> Your assignment
Give the data again in full, with every character unchanged.

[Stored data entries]
-=-=-

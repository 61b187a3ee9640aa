//! C-FFI layer for rfmt — used by R's `.Call` glue and other C consumers.
//!
//! No formatting logic here. All calls delegate to `rfmt-core`.
//!
//! # Memory Contract
//!
//! All functions that return `*mut c_char` allocate via `CString`.
//! The caller MUST free the returned string by calling `rfmt_free_string()`.

use std::ffi::{CStr, CString};
use std::os::raw::c_char;

use rfmt_core::FormatConfig;

/// Result from an rfmt FFI call.
/// If `error` is null, the call succeeded and `result` contains the output.
/// If `error` is non-null, the call failed and `error` contains the error message.
/// The caller MUST free both `result` and `error` with `rfmt_free_string()`.
#[repr(C)]
pub struct RfmtResult {
    pub result: *mut c_char,
    pub error: *mut c_char,
}

impl RfmtResult {
    fn ok(value: String) -> Self {
        let c = CString::new(value).unwrap_or_default();
        RfmtResult {
            result: c.into_raw(),
            error: std::ptr::null_mut(),
        }
    }

    fn err(msg: String) -> Self {
        let c = CString::new(msg).unwrap_or_else(|_| c"unknown error".to_owned());
        RfmtResult {
            result: std::ptr::null_mut(),
            error: c.into_raw(),
        }
    }

    fn from_json<T: serde::Serialize>(value: &T) -> Self {
        match serde_json::to_string_pretty(value) {
            Ok(json) => RfmtResult::ok(json),
            Err(e) => RfmtResult::err(format!("Serialization error: {}", e)),
        }
    }
}

/// Convert a C string pointer to a Rust &str.
/// Returns None if the pointer is null or not valid UTF-8.
unsafe fn cstr_to_str<'a>(ptr: *const c_char) -> Option<&'a str> {
    if ptr.is_null() {
        return None;
    }
    CStr::from_ptr(ptr).to_str().ok()
}

/// Format R source text with the default configuration.
///
/// # Safety
/// `text` must be a valid null-terminated UTF-8 C string.
/// The caller must free the returned strings with `rfmt_free_string()`.
#[no_mangle]
pub unsafe extern "C" fn rfmt_format(text: *const c_char) -> RfmtResult {
    let text = match cstr_to_str(text) {
        Some(s) => s,
        None => return RfmtResult::err("null or invalid UTF-8 input".into()),
    };

    match rfmt_core::format_source(text, &FormatConfig::default()) {
        Ok(formatted) => RfmtResult::ok(formatted),
        Err(e) => RfmtResult::err(e.to_string()),
    }
}

/// Format R source text with a configuration given as TOML (`rfmt.toml` syntax).
///
/// # Safety
/// `text` and `config_toml` must be valid null-terminated UTF-8 C strings.
/// The caller must free the returned strings with `rfmt_free_string()`.
#[no_mangle]
pub unsafe extern "C" fn rfmt_format_with_config(
    text: *const c_char,
    config_toml: *const c_char,
) -> RfmtResult {
    let text = match cstr_to_str(text) {
        Some(s) => s,
        None => return RfmtResult::err("null or invalid UTF-8 text".into()),
    };
    let config_toml = match cstr_to_str(config_toml) {
        Some(s) => s,
        None => return RfmtResult::err("null or invalid UTF-8 config".into()),
    };

    let config = match FormatConfig::from_toml_str(config_toml) {
        Ok(c) => c,
        Err(e) => return RfmtResult::err(e.to_string()),
    };

    match rfmt_core::format_source(text, &config) {
        Ok(formatted) => RfmtResult::ok(formatted),
        Err(e) => RfmtResult::err(e.to_string()),
    }
}

/// Tokenize and classify R source; returns the token list as JSON.
///
/// # Safety
/// `text` must be a valid null-terminated UTF-8 C string.
/// The caller must free the returned strings with `rfmt_free_string()`.
#[no_mangle]
pub unsafe extern "C" fn rfmt_tokens(text: *const c_char) -> RfmtResult {
    let text = match cstr_to_str(text) {
        Some(s) => s,
        None => return RfmtResult::err("null or invalid UTF-8 input".into()),
    };

    match rfmt_core::parse(text) {
        Ok(source) => RfmtResult::from_json(&source.tokens),
        Err(e) => RfmtResult::err(e.to_string()),
    }
}

/// Function definitions and packages of R source.
/// Returns JSON: { "functions": [...], "packages": [...] }
///
/// # Safety
/// `text` must be a valid null-terminated UTF-8 C string.
/// The caller must free the returned strings with `rfmt_free_string()`.
#[no_mangle]
pub unsafe extern "C" fn rfmt_outline(text: *const c_char) -> RfmtResult {
    let text = match cstr_to_str(text) {
        Some(s) => s,
        None => return RfmtResult::err("null or invalid UTF-8 input".into()),
    };

    let source = match rfmt_core::parse(text) {
        Ok(source) => source,
        Err(e) => return RfmtResult::err(e.to_string()),
    };

    let packages: Vec<&str> = source.packages.iter().map(|n| n.value.as_str()).collect();
    let output = serde_json::json!({
        "functions": source.functions,
        "packages": packages,
    });
    RfmtResult::from_json(&output)
}

/// SHA-256 token fingerprint of R source (layout-insensitive).
///
/// # Safety
/// `text` must be a valid null-terminated UTF-8 C string.
/// The caller must free the returned strings with `rfmt_free_string()`.
#[no_mangle]
pub unsafe extern "C" fn rfmt_fingerprint(text: *const c_char) -> RfmtResult {
    let text = match cstr_to_str(text) {
        Some(s) => s,
        None => return RfmtResult::err("null or invalid UTF-8 input".into()),
    };

    match rfmt_core::fingerprint(text) {
        Ok(hash) => RfmtResult::ok(hash),
        Err(e) => RfmtResult::err(e.to_string()),
    }
}

/// Free a string previously returned by an rfmt FFI function.
///
/// # Safety
/// `ptr` must be a pointer previously returned by an rfmt FFI function,
/// or null (in which case this is a no-op).
#[no_mangle]
pub unsafe extern "C" fn rfmt_free_string(ptr: *mut c_char) {
    if !ptr.is_null() {
        drop(CString::from_raw(ptr));
    }
}
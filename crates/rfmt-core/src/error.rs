//! Error types for rfmt
//!
//! All fallible operations return `Result<T, Error>`.
//! Parse errors carry `line:column` in their message.

use thiserror::Error;

/// rfmt error types
#[derive(Debug, Error)]
pub enum Error {
    /// Lexical or bracket-structure violation in R source
    #[error("Parse error: {0}")]
    ParseError(String),

    /// The formatter could not produce output equivalent to its input
    #[error("Format error: {0}")]
    FormatError(String),

    /// Invalid or unreadable configuration
    #[error("Config error: {0}")]
    ConfigError(String),

    /// Reading or writing source files
    #[error("I/O error: {0}")]
    Io(#[from] std::io::Error),
}

/// Result type alias for rfmt operations
pub type Result<T> = std::result::Result<T, Error>;
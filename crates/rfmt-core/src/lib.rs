//! rfmt Core - R source tokenizer, parser and formatter
//!
//! All front ends (the `rfmt` CLI and the C ABI) call into this crate;
//! none of them carry formatting logic of their own.
//!
//! # Architecture
//!
//! ```text
//! R Text → Tokenizer → Nodes → Parser → SourceFile (tokens, functions, packages)
//!                                          ↓
//!                                       Formatter → Formatted Text
//!                                          ↓
//!                                       Fingerprint check (SHA-256 of tokens)
//! ```
//!
//! # Guarantees
//!
//! - **Deterministic**: Same input and config always produce identical output
//! - **Idempotent**: Formatting formatted code changes nothing
//! - **Token preserving**: Only whitespace and line indentation ever change

pub mod config;
pub mod error;
pub mod formatter;
pub mod list;
pub mod parser;

pub use config::FormatConfig;
pub use error::{Error, Result};
pub use formatter::{check_source, fingerprint, format_file, format_source};
pub use list::List;
pub use parser::ast::*;
pub use parser::parse;
pub use parser::tokenizer::Span;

-=-=-

> Answer
repository 61b187a3ee9640aa
//! C-FFI layer for rfmt — used by R's `.Call` glue and other C consumers.
//!
//! No formatting logic here. All calls delegate to `rfmt-core`.
//!
//! # Memory Contract
//!
//! All functions that return `*mut c_char` allocate via `CString`.
//! The caller MUST free the returned string by calling `rfmt_free_string()`.

use std::ffi::{CStr, CString};
use std::os::raw::c_char;

use rfmt_core::FormatConfig;

/// Result from an rfmt FFI call.
/// If `error` is null, the call succeeded and `result` contains the output.
/// If `error` is non-null, the call failed and `error` contains the error message.
/// The caller MUST free both `result` and `error` with `rfmt_free_string()`.
#[repr(C)]
pub struct RfmtResult {
    pub result: *mut c_char,
    pub error: *mut c_char,
}

impl RfmtResult {
    fn ok(value: String) -> Self {
        let c = CString::new(value).unwrap_or_default();
        RfmtResult {
            result: c.into_raw(),
            error: std::ptr::null_mut(),
        }
    }

    fn err(msg: String) -> Self {
        let c = CString::new(msg).unwrap_or_else(|_| c"unknown error".to_owned());
        RfmtResult {
            result: std::ptr::null_mut(),
            error: c.into_raw(),
        }
    }

    fn from_json<T: serde::Serialize>(value: &T) -> Self {
        match serde_json::to_string_pretty(value) {
            Ok(json) => RfmtResult::ok(json),
            Err(e) => RfmtResult::err(format!("Serialization error: {}", e)),
        }
    }
}

/// Convert a C string pointer to a Rust &str.
/// Returns None if the pointer is null or not valid UTF-8.
unsafe fn cstr_to_str<'a>(ptr: *const c_char) -> Option<&'a str> {
    if ptr.is_null() {
        return None;
    }
    CStr::from_ptr(ptr).to_str().ok()
}

/// Format R source text with the default configuration.
///
/// # Safety
/// `text` must be a valid null-terminated UTF-8 C string.
/// The caller must free the returned strings with `rfmt_free_string()`.
#[no_mangle]
pub unsafe extern "C" fn rfmt_format(text: *const c_char) -> RfmtResult {
    let text = match cstr_to_str(text) {
        Some(s) => s,
        None => return RfmtResult::err("null or invalid UTF-8 input".into()),
    };

    match rfmt_core::format_source(text, &FormatConfig::default()) {
        Ok(formatted) => RfmtResult::ok(formatted),
        Err(e) => RfmtResult::err(e.to_string()),
    }
}

/// Format R source text with a configuration given as TOML (`rfmt.toml` syntax).
///
/// # Safety
/// `text` and `config_toml` must be valid null-terminated UTF-8 C strings.
/// The caller must free the returned strings with `rfmt_free_string()`.
#[no_mangle]
pub unsafe extern "C" fn rfmt_format_with_config(
    text: *const c_char,
    config_toml: *const c_char,
) -> RfmtResult {
    let text = match cstr_to_str(text) {
        Some(s) => s,
        None => return RfmtResult::err("null or invalid UTF-8 text".into()),
    };
    let config_toml = match cstr_to_str(config_toml) {
        Some(s) => s,
        None => return RfmtResult::err("null or invalid UTF-8 config".into()),
    };

    let config = match FormatConfig::from_toml_str(config_toml) {
        Ok(c) => c,
        Err(e) => return RfmtResult::err(e.to_string()),
    };

    match rfmt_core::format_source(text, &config) {
        Ok(formatted) => RfmtResult::ok(formatted),
        Err(e) => RfmtResult::err(e.to_string()),
    }
}

/// Tokenize and classify R source; returns the token list as JSON.
///
/// # Safety
/// `text` must be a valid null-terminated UTF-8 C string.
/// The caller must free the returned strings with `rfmt_free_string()`.
#[no_mangle]
pub unsafe extern "C" fn rfmt_tokens(text: *const c_char) -> RfmtResult {
    let text = match cstr_to_str(text) {
        Some(s) => s,
        None => return RfmtResult::err("null or invalid UTF-8 input".into()),
    };

    match rfmt_core::parse(text) {
        Ok(source) => RfmtResult::from_json(&source.tokens),
        Err(e) => RfmtResult::err(e.to_string()),
    }
}

/// Function definitions and packages of R source.
/// Returns JSON: { "functions": [...], "packages": [...] }
///
/// # Safety
/// `text` must be a valid null-terminated UTF-8 C string.
/// The caller must free the returned strings with `rfmt_free_string()`.
#[no_mangle]
pub unsafe extern "C" fn rfmt_outline(text: *const c_char) -> RfmtResult {
    let text = match cstr_to_str(text) {
        Some(s) => s,
        None => return RfmtResult::err("null or invalid UTF-8 input".into()),
    };

    let source = match rfmt_core::parse(text) {
        Ok(source) => source,
        Err(e) => return RfmtResult::err(e.to_string()),
    };

    let packages: Vec<&str> = source.packages.iter().map(|n| n.value.as_str()).collect();
    let output = serde_json::json!({
        "functions": source.functions,
        "packages": packages,
    });
    RfmtResult::from_json(&output)
}

/// SHA-256 token fingerprint of R source (layout-insensitive).
///
/// # Safety
/// `text` must be a valid null-terminated UTF-8 C string.
/// The caller must free the returned strings with `rfmt_free_string()`.
#[no_mangle]
pub unsafe extern "C" fn rfmt_fingerprint(text: *const c_char) -> RfmtResult {
    let text = match cstr_to_str(text) {
        Some(s) => s,
        None => return RfmtResult::err("null or invalid UTF-8 input".into()),
    };

    match rfmt_core::fingerprint(text) {
        Ok(hash) => RfmtResult::ok(hash),
        Err(e) => RfmtResult::err(e.to_string()),
    }
}

/// Free a string previously returned by an rfmt FFI function.
///
/// # Safety
/// `ptr` must be a pointer previously returned by an rfmt FFI function,
/// or null (in which case this is a no-op).
#[no_mangle]
pub unsafe extern "C" fn rfmt_free_string(ptr: *mut c_char) {
    if !ptr.is_null() {
        drop(CString::from_raw(ptr));
    }
}
filename crates/rfmt-core/src/error.rs
//! Error types for rfmt
//!
//! All fallible operations return `Result<T, Error>`.
//! Parse errors carry `line:column` in their message.

use thiserror::Error;

/// rfmt error types
#[derive(Debug, Error)]
pub enum Error {
    /// Lexical or bracket-structure violation in R source
    #[error("Parse error: {0}")]
    ParseError(String),

    /// The formatter could not produce output equivalent to its input
    #[error("Format error: {0}")]
    FormatError(String),

    /// Invalid or unreadable configuration
    #[error("Config error: {0}")]
    ConfigError(String),

    /// Reading or writing source files
    #[error("I/O error: {0}")]
    Io(#[from] std::io::Error),
}

/// Result type alias for rfmt operations
pub type Result<T> = std::result::Result<T, Error>;
filename crates/rfmt-core/src/lib.rs
//! rfmt Core - R source tokenizer, parser and formatter
//!
//! All front ends (the `rfmt` CLI and the C ABI) call into this crate;
//! none of them carry formatting logic of their own.
//!
//! # Architecture
//!
//! ```text
//! R Text → Tokenizer → Nodes → Parser → SourceFile (tokens, functions, packages)
//!                                          ↓
//!                                       Formatter → Formatted Text
//!                                          ↓
//!                                       Fingerprint check (SHA-256 of tokens)
//! ```
//!
//! # Guarantees
//!
//! - **Deterministic**: Same input and config always produce identical output
//! - **Idempotent**: Formatting formatted code changes nothing
//! - **Token preserving**: Only whitespace and line indentation ever change

pub mod config;
pub mod error;
pub mod formatter;
pub mod list;
pub mod parser;

pub use config::FormatConfig;
pub use error::{Error, Result};
pub use formatter::{check_source, fingerprint, format_file, format_source};
pub use list::List;
pub use parser::ast::*;
pub use parser::parse;
pub use parser::tokenizer::Span;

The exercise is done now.